The Great Root Cause Problem Solving Debate
Root Cause Problem Solving
If you’ve spent much time in the safety sphere, you’ve learned all about the importance of identifying “root causes” when problems occur. Usually, a root cause is best described as the simple process of continuing to dig deeper and deeper into why an accident or problem occurred. Eventually, as the theory and practice go, you’ll end up at your primary/root cause.
The method makes intuitive sense for a number of reasons, not the least of which is the fact that the most obvious and immediate cause for a problem is not always the most important one; usually a number of preceding conditions had to be met (or not met, as the case may be) for the final ‘domino’ to fall and cause the end result.
Some users on LinkedIn, particularly one Alan Quilley, however, contest that the root cause model for problem solving has some inherent flaws, and hope that this literal ‘line’ of thinking is dying out.
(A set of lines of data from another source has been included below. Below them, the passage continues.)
use fixture::Fixture;


mod list;
mod round_trip;
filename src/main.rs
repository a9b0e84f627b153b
#[macro_use]
extern crate tracing;

use std::env;
use std::process::ExitCode;

use anyhow::Context;
use clap::Parser;
use displayctl::cli::{resolve_destination, Cli, Sub, DEST_ENV};
use displayctl::client::run;
use displayctl::dbus::DisplayConfigManager;
use displayctl::error::ApplyError;
use tracing_subscriber::EnvFilter;

const DEFAULT_LOG_FILTER: &str = "displayctl=info,warn";

fn main() -> ExitCode {
    let directives = env::var("RUST_LOG").unwrap_or_else(|_| DEFAULT_LOG_FILTER.to_owned());
    let env_filter = EnvFilter::builder().parse_lossy(directives);
    tracing_subscriber::fmt()
        .compact()
        .with_writer(std::io::stderr)
        .with_env_filter(env_filter)
        .init();

    let cli = Cli::parse();

    let dest = resolve_destination(cli.dest, env::var(DEST_ENV).ok());
    debug!("using service {dest}");

    let what = match cli.subcommand {
        Sub::List { .. } => "list current configuration",
        Sub::Set(_) => "set configuration",
    };

    let res = run(&cli.subcommand, || {
        DisplayConfigManager::connect(&dest)
            .context("error connecting to the display configuration service")
    });

    let Err(err) = res else {
        return ExitCode::SUCCESS;
    };

    eprintln!("Failed to {what}: {err:#}");
    if let Some(ApplyError::StaleSerial { .. }) = err.downcast_ref::<ApplyError>() {
        eprintln!("The display configuration changed in the meantime, run the command again.");
    }

    ExitCode::FAILURE
}
use std::io::{self, Write};

use anyhow::{bail, Context};
use displayctl_state::{DisplayState, LayoutMode, PendingConfig};

use crate::builder::ConfigBuilder;
use crate::cli::{SegmentArgs, SetArgs, Sub};
use crate::dbus::mutter_display_config::ApplyMethod;
use crate::dbus::{DisplayConfigBus, DisplayConfigManager};
use crate::utils::format_g;

/// Runs a subcommand, calling `connect` once the command line is known to be good.
pub fn run<B: DisplayConfigBus>(
    subcommand: &Sub,
    connect: impl FnOnce() -> anyhow::Result<DisplayConfigManager<B>>,
) -> anyhow::Result<()> {
    match subcommand {
        Sub::List { json } => handle_list(&connect()?, *json),
        Sub::Set(args) => {
            let options = SetOptions::parse(args)?;
            handle_set(&connect()?, &options)
        }
    }
}

pub fn handle_list<B: DisplayConfigBus>(
    manager: &DisplayConfigManager<B>,
    json: bool,
) -> anyhow::Result<()> {
    let state = manager
        .fetch_current_state()
        .context("error getting the current state")?;

    // Only printing is left. Piping into something like `head` closes stdout early, which
    // should end the process quietly rather than make println! panic.
    unsafe {
        libc::signal(libc::SIGPIPE, libc::SIG_DFL);
    }

    let mut stdout = io::stdout().lock();
    if json {
        let state = serde_json::to_string(&state).context("error formatting state as JSON")?;
        writeln!(stdout, "{state}")?;
    } else {
        print_state(&mut stdout, &state)?;
    }

    Ok(())
}

pub fn handle_set<B: DisplayConfigBus>(
    manager: &DisplayConfigManager<B>,
    options: &SetOptions,
) -> anyhow::Result<()> {
    let state = manager
        .fetch_current_state()
        .context("error getting the current state")?;

    let config = build_config(&state, options)?;

    let layout_mode = config.layout_mode.unwrap_or(state.layout_mode);
    print_pending_config(&mut io::stdout().lock(), &config, layout_mode)?;

    manager.apply(&state, &config, options.method)?;
    info!("applied configuration ({:?})", options.method);

    Ok(())
}

/// `set` options that passed the checks which don't need the current state.
#[derive(Debug)]
pub struct SetOptions {
    segments: Vec<SegmentArgs>,
    pub method: ApplyMethod,
}

impl SetOptions {
    pub fn parse(args: &SetArgs) -> anyhow::Result<Self> {
        let segments = args.segments()?;

        let logical = segments.iter().any(|s| s.logical_layout_mode > 0);
        let physical = segments.iter().any(|s| s.physical_layout_mode > 0);
        if logical && physical {
            bail!("--logical-layout-mode and --physical-layout-mode can't be used together");
        }

        // Verifying never changes anything, so it wins over --persistent.
        let method = if segments.iter().any(|s| s.verify > 0) {
            ApplyMethod::Verify
        } else if segments.iter().any(|s| s.persistent > 0) {
            ApplyMethod::Persistent
        } else {
            ApplyMethod::Temporary
        };

        Ok(Self { segments, method })
    }
}

/// Turns the `set` options into a configuration on top of `state`.
pub fn build_config<'a>(
    state: &'a DisplayState,
    options: &SetOptions,
) -> anyhow::Result<PendingConfig<'a>> {
    let mut builder = ConfigBuilder::new(state);
    for segment in &options.segments {
        apply_segment(&mut builder, segment)?;
    }

    Ok(builder.finish())
}

fn apply_segment(builder: &mut ConfigBuilder<'_>, segment: &SegmentArgs) -> anyhow::Result<()> {
    if segment.starts_logical_monitor() {
        builder.start_logical_monitor()?;
    }

    for x in &segment.x {
        builder.set_x(x)?;
    }
    for y in &segment.y {
        builder.set_y(y)?;
    }
    for scale in &segment.scale {
        builder.set_scale(scale)?;
    }
    if segment.primary > 0 {
        builder.mark_primary()?;
    }
    for connector in &segment.monitors {
        builder.add_monitor(connector)?;
    }

    if segment.logical_layout_mode > 0 {
        builder.set_layout_mode(LayoutMode::Logical);
    } else if segment.physical_layout_mode > 0 {
        builder.set_layout_mode(LayoutMode::Physical);
    }

    Ok(())
}

pub fn print_state(out: &mut impl Write, state: &DisplayState) -> io::Result<()> {
    for monitor in state.monitors() {
        let active = if monitor.is_active() { "ON" } else { "OFF" };
        let builtin = if monitor.is_builtin() { " BUILTIN" } else { "" };
        writeln!(out, "Monitor [ {} ] {active}{builtin}", monitor.connector())?;

        for (idx, mode) in monitor.modes.iter().enumerate() {
            let (width, height) = mode.resolution();
            let refresh = format_g(mode.refresh_rate);
            let scale = format_g(mode.preferred_scale);
            let preferred = if monitor.preferred_mode == Some(idx) {
                " PREFERRED"
            } else {
                ""
            };
            let current = if monitor.current_mode == Some(idx) {
                " CURRENT"
            } else {
                ""
            };
            writeln!(
                out,
                "  {width}x{height}@{refresh} [preferred scale = {scale}]{preferred}{current}"
            )?;
        }
    }

    for logical_monitor in state.logical_monitors() {
        let layout = logical_monitor.layout();
        let primary = if logical_monitor.is_primary() {
            ", PRIMARY"
        } else {
            ""
        };
        writeln!(
            out,
            "Logical monitor [ {}x{}+{}+{} ]{primary}, scale = {}",
            layout.width,
            layout.height,
            layout.x,
            layout.y,
            format_g(logical_monitor.scale()),
        )?;

        for monitor in state.monitors_of(logical_monitor) {
            writeln!(out, "  {}", monitor.connector())?;
        }
    }

    match state.max_screen_size {
        Some(size) => writeln!(out, "Max screen size: {}x{}", size.width, size.height)?,
        None => writeln!(out, "Max screen size: unlimited")?,
    }

    write!(out, "Supported scales:")?;
    for scale in &state.supported_scales {
        write!(out, " {}", format_g(*scale))?;
    }
    writeln!(out)?;

    Ok(())
}

pub fn print_pending_config(
    out: &mut impl Write,
    config: &PendingConfig<'_>,
    layout_mode: LayoutMode,
) -> io::Result<()> {
    for logical_monitor in &config.logical_monitor_configs {
        let layout = logical_monitor.calculate_layout(layout_mode);
        let primary = if logical_monitor.is_primary {
            ", PRIMARY"
        } else {
            ""
        };
        writeln!(
            out,
            "Logical monitor [ {}x{}+{}+{} ]{primary}, scale = {}",
            layout.width,
            layout.height,
            layout.x,
            layout.y,
            format_g(logical_monitor.scale),
        )?;

        for monitor_config in &logical_monitor.monitor_configs {
            let (width, height) = monitor_config.mode.resolution();
            writeln!(
                out,
                "  Monitor [ {} ] {width}x{height}@{}",
                monitor_config.monitor.connector(),
                format_g(monitor_config.mode.refresh_rate),
            )?;
        }
    }

    Ok(())
}
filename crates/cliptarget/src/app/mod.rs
//! Resolution pipeline: hints, target builders, alternation, and wire encoding.

pub mod builders;
pub mod hint;
pub mod pipeline;
pub mod resolver;
pub mod wire;
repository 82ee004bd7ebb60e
pub mod app;
pub mod cli;
pub mod domain;
pub mod infra;

pub fn init(verbosity: u8) {
    infra::logging::init(verbosity);
}
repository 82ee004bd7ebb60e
use clap::Parser;

fn main() -> anyhow::Result<()> {
    let cli = cliptarget::cli::Cli::parse();
    cliptarget::init(cli.verbose);
    cliptarget::cli::run(cli)
}
//! Turns utterance text into grammar tokens using a [`Vocabulary`].

use crate::domain::errors::LexError;
use crate::domain::token::{Token, keyword};
use crate::infra::vocabulary::Vocabulary;

/// Word-level tokenizer over a fixed vocabulary.
#[derive(Debug, Clone, Copy)]
pub struct Lexer<'v> {
    vocabulary: &'v Vocabulary,
}

impl<'v> Lexer<'v> {
    pub fn new(vocabulary: &'v Vocabulary) -> Self {
        Self { vocabulary }
    }

    /// Tokenize an utterance.
    ///
    /// Words after `with` up to the next `and` become a single prose token and keep their
    /// original casing. Everything else is matched case-insensitively in this order: keywords,
    /// search types, letters, numbers, spelled number keys, ordinals.
    pub fn tokenize(&self, text: &str) -> Result<Vec<Token>, LexError> {
        let spoken: Vec<&str> = text.split_whitespace().collect();
        let lowered: Vec<String> = spoken.iter().map(|word| word.to_lowercase()).collect();
        let words: Vec<&str> = lowered.iter().map(String::as_str).collect();

        let mut tokens = Vec::with_capacity(words.len());
        let mut index = 0;
        while index < words.len() {
            let word = words[index];

            if word == keyword::WITH {
                tokens.push(Token::keyword(keyword::WITH));
                let end = words[index + 1..]
                    .iter()
                    .position(|next| *next == keyword::AND)
                    .map_or(words.len(), |offset| index + 1 + offset);
                if end > index + 1 {
                    tokens.push(Token::prose(spoken[index + 1..end].join(" ")));
                }
                index = end;
                continue;
            }

            let (token, used) = self.classify(&words[index..]).ok_or_else(|| {
                LexError::UnknownWord {
                    word: spoken[index].to_owned(),
                    position: index,
                }
            })?;
            tokens.push(token);
            index += used;
        }
        Ok(tokens)
    }

    fn classify(&self, words: &[&str]) -> Option<(Token, usize)> {
        let word = *words.first()?;
        let vocab = self.vocabulary;

        if vocab.is_keyword(word) {
            return Some((Token::keyword(word), 1));
        }
        if let Some((label, used)) = vocab.search_type(words) {
            return Some((Token::search_type(label), used));
        }
        if let Some(letter) = vocab.letter(word) {
            return Some((Token::Letter(letter), 1));
        }
        if let Some((value, used)) = vocab.number(words) {
            return Some((Token::Number(value), used));
        }
        if let Some(digits) = vocab.digit_key(word) {
            return Some((Token::Key(digits), 1));
        }
        vocab.ordinal(word).map(|value| (Token::Ordinal(value), 1))
    }
}
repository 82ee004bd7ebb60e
//! Builders for each target variant.
//!
//! Every builder matches a whole phrase and returns `None` when the phrase does not have the
//! shape of its rule. Optional fields stay unset unless their words were spoken.

use std::num::NonZeroU32;

use crate::app::hint::resolve_hint;
use crate::domain::model::{PrimitiveTarget, RangeTarget, SearchTarget};
use crate::domain::token::{Token, keyword};

/// `[<number> items [reverse]] <hint>`
pub fn build_primitive(phrase: &[Token]) -> Option<PrimitiveTarget> {
    let (count, reverse, rest) = match phrase {
        [Token::Number(count), items, marker, rest @ ..]
            if items.is_keyword(keyword::ITEMS) && marker.is_keyword(keyword::REVERSE) =>
        {
            (Some(*count), true, rest)
        }
        [Token::Number(count), items, rest @ ..] if items.is_keyword(keyword::ITEMS) => {
            (Some(*count), false, rest)
        }
        rest => (None, false, rest),
    };

    let mut target = PrimitiveTarget::new(resolve_hint(rest).ok()?);
    if let Some(count) = count {
        target.count = Some(NonZeroU32::new(count)?);
    }
    if reverse {
        target.reverse = Some(true);
    }
    Some(target)
}

/// `<hint> past <hint>`
pub fn build_range(phrase: &[Token]) -> Option<RangeTarget> {
    let split = phrase
        .iter()
        .position(|token| token.is_keyword(keyword::PAST))?;
    let (start, end) = (&phrase[..split], &phrase[split + 1..]);
    Some(RangeTarget {
        start: resolve_hint(start).ok()?,
        end: resolve_hint(end).ok()?,
    })
}

/// `[<ordinal>] (<search type> | with <prose>)`
pub fn build_search(phrase: &[Token]) -> Option<SearchTarget> {
    let (offset, rest) = match phrase {
        [Token::Ordinal(ordinal), rest @ ..] => (ordinal.checked_sub(1)?, rest),
        rest => (0, rest),
    };

    let mut target = SearchTarget::new(offset);
    match rest {
        [Token::SearchType(label)] => target.item_type = Some(label.clone()),
        [with, Token::Prose(text)] if with.is_keyword(keyword::WITH) => {
            target.item_text = Some(text.clone())
        }
        _ => return None,
    }
    Some(target)
}
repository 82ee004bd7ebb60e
//! Domain models for hints and the targets built from them.

use std::fmt;
use std::num::NonZeroU32;

use serde::{Deserialize, Serialize};

use crate::domain::errors::GrammarError;

/// Canonical identifier of one hinted on-screen item.
#[derive(Debug, Clone, PartialEq, Eq, Hash, Serialize, Deserialize)]
#[serde(transparent)]
pub struct Hint(String);

impl Hint {
    /// Hint spoken as a number key; its decimal string form.
    pub fn from_key(key: u32) -> Self {
        Self(key.to_string())
    }

    /// Hint spoken as a digit string, kept exactly as spelled.
    pub fn from_digits(digits: &str) -> Result<Self, GrammarError> {
        if digits.is_empty() || !digits.bytes().all(|byte| byte.is_ascii_digit()) {
            return Err(GrammarError::MissingHint);
        }
        Ok(Self(digits.to_owned()))
    }

    /// Hint spoken as one or two letters, lower-cased and concatenated.
    pub fn from_letters(letters: &[char]) -> Result<Self, GrammarError> {
        if letters.is_empty() || letters.len() > 2 {
            return Err(GrammarError::MissingHint);
        }
        Ok(Self(letters.iter().flat_map(|c| c.to_lowercase()).collect()))
    }

    pub fn as_str(&self) -> &str {
        &self.0
    }
}

impl fmt::Display for Hint {
    fn fmt(&self, f: &mut fmt::Formatter<'_>) -> fmt::Result {
        f.write_str(&self.0)
    }
}

/// "Operate on the item at `hint`", optionally repeated and reversed.
#[derive(Debug, Clone, PartialEq, Eq, Serialize, Deserialize)]
pub struct PrimitiveTarget {
    pub hint: Hint,
    #[serde(default, skip_serializing_if = "Option::is_none")]
    pub count: Option<NonZeroU32>,
    /// Only ever `Some(true)` when built from speech; absent means unspecified.
    #[serde(default, skip_serializing_if = "Option::is_none")]
    pub reverse: Option<bool>,
}

impl PrimitiveTarget {
    pub fn new(hint: Hint) -> Self {
        Self {
            hint,
            count: None,
            reverse: None,
        }
    }
}

/// Inclusive span between two hinted items.
#[derive(Debug, Clone, PartialEq, Eq, Serialize, Deserialize)]
pub struct RangeTarget {
    pub start: Hint,
    pub end: Hint,
}

/// The `offset`-th (zero-based) matching item from the current position.
#[derive(Debug, Clone, PartialEq, Eq, Serialize, Deserialize)]
#[serde(rename_all = "camelCase")]
pub struct SearchTarget {
    pub offset: u32,
    #[serde(default, skip_serializing_if = "Option::is_none")]
    pub item_type: Option<String>,
    #[serde(default, skip_serializing_if = "Option::is_none")]
    pub item_text: Option<String>,
}

impl SearchTarget {
    pub fn new(offset: u32) -> Self {
        Self {
            offset,
            item_type: None,
            item_text: None,
        }
    }
}

/// Discriminator carried as the `type` key on the wire.
#[derive(Debug, Clone, Copy, PartialEq, Eq, Hash)]
pub enum TargetKind {
    Primitive,
    Range,
    Search,
}

impl TargetKind {
    /// Stable tag string used in the wire payload.
    pub fn as_str(&self) -> &'static str {
        match self {
            TargetKind::Primitive => "primitive",
            TargetKind::Range => "range",
            TargetKind::Search => "search",
        }
    }
}

impl fmt::Display for TargetKind {
    fn fmt(&self, f: &mut fmt::Formatter<'_>) -> fmt::Result {
        f.write_str(self.as_str())
    }
}

/// One resolved target.
#[derive(Debug, Clone, PartialEq, Eq, Serialize, Deserialize)]
#[serde(tag = "type", rename_all = "lowercase")]
pub enum Target {
    Primitive(PrimitiveTarget),
    Range(RangeTarget),
    Search(SearchTarget),
}

impl Target {
    pub fn kind(&self) -> TargetKind {
        match self {
            Target::Primitive(_) => TargetKind::Primitive,
            Target::Range(_) => TargetKind::Range,
            Target::Search(_) => TargetKind::Search,
        }
    }
}

impl From<PrimitiveTarget> for Target {
    fn from(value: PrimitiveTarget) -> Self {
        Target::Primitive(value)
    }
}

impl From<RangeTarget> for Target {
    fn from(value: RangeTarget) -> Self {
        Target::Range(value)
    }
}

impl From<SearchTarget> for Target {
    fn from(value: SearchTarget) -> Self {
        Target::Search(value)
    }
}

/// Non-empty targets in utterance order. Duplicates are kept.
#[derive(Debug, Clone, PartialEq, Eq, Serialize)]
#[serde(transparent)]
pub struct TargetList(Vec<Target>);

impl TargetList {
    pub fn new(targets: Vec<Target>) -> Result<Self, GrammarError> {
        if targets.is_empty() {
            return Err(GrammarError::EmptyUtterance);
        }
        Ok(Self(targets))
    }

    pub fn len(&self) -> usize {
        self.0.len()
    }

    pub fn is_empty(&self) -> bool {
        self.0.is_empty()
    }

    pub fn iter(&self) -> std::slice::Iter<'_, Target> {
        self.0.iter()
    }

    pub fn as_slice(&self) -> &[Target] {
        &self.0
    }

    pub fn into_vec(self) -> Vec<Target> {
        self.0
    }
}

impl<'a> IntoIterator for &'a TargetList {
    type Item = &'a Target;
    type IntoIter = std::slice::Iter<'a, Target>;

    fn into_iter(self) -> Self::IntoIter {
        self.0.iter()
    }
}

#[cfg(test)]
mod tests {
    use super::*;

    #[test]
    fn letter_hints_are_lowercased() {
        let hint = Hint::from_letters(&['A', 'b']).unwrap();
        assert_eq!(hint.as_str(), "ab");
    }

    #[test]
    fn letter_hints_reject_empty_and_long_sequences() {
        assert_eq!(Hint::from_letters(&[]), Err(GrammarError::MissingHint));
        assert_eq!(
            Hint::from_letters(&['a', 'b', 'c']),
            Err(GrammarError::MissingHint)
        );
    }

    #[test]
    fn digit_hints_keep_their_spelling() {
        assert_eq!(Hint::from_digits("007").unwrap().as_str(), "007");
        assert_eq!(Hint::from_digits(""), Err(GrammarError::MissingHint));
        assert_eq!(Hint::from_digits("7a"), Err(GrammarError::MissingHint));
    }

    #[test]
    fn target_list_must_not_be_empty() {
        assert_eq!(TargetList::new(Vec::new()), Err(GrammarError::EmptyUtterance));
    }

    #[test]
    fn kind_tags_match_wire_names() {
        let range = Target::from(RangeTarget {
            start: Hint::from_key(1),
            end: Hint::from_key(4),
        });
        assert_eq!(range.kind().as_str(), "range");
        assert_eq!(TargetKind::Primitive.to_string(), "primitive");
        assert_eq!(TargetKind::Search.as_str(), "search");
    }
}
He attached to his post an article on the handling of a recent railway disaster in Canada, including a report diagram which showed many factors, as determined by the Transportation Safety Board, in a circular pattern, all shown as contributing to the final cause. It is worth noting that there are no indications of linear progression in such a model, one of the distinguishing factors of root cause analysis.
What followed is one of the most hotly debated LinkedIn discussions I’ve seen. Over 30 comments have been made so far, and at points tempers flared over whether Quilley had a point or was being overly simplistic in his argument, along with the expected rebuttals. It was all a bit dramatic. That said, there was some interesting debate and wisdom to be drawn from the ashes, so here it is.
One of the biggest qualms that Quilley seemed to have with the root cause model was that certain factors were given more weight or thought of as getting “special treatment” when compared to others. In a root causes analysis, for example, you might say that a worker was tired and became inattentive before an accident, but the more important detail was that he had been scheduled for three extra-long shifts in that same week leading up to it.
Quilley argues that all arguments should be given equal attention and addressed. It makes sense, one should give attention to each item contributing to a cause, but to investigate under the pretense that no factors should be labeled as especially important or given more weight seems a bit silly.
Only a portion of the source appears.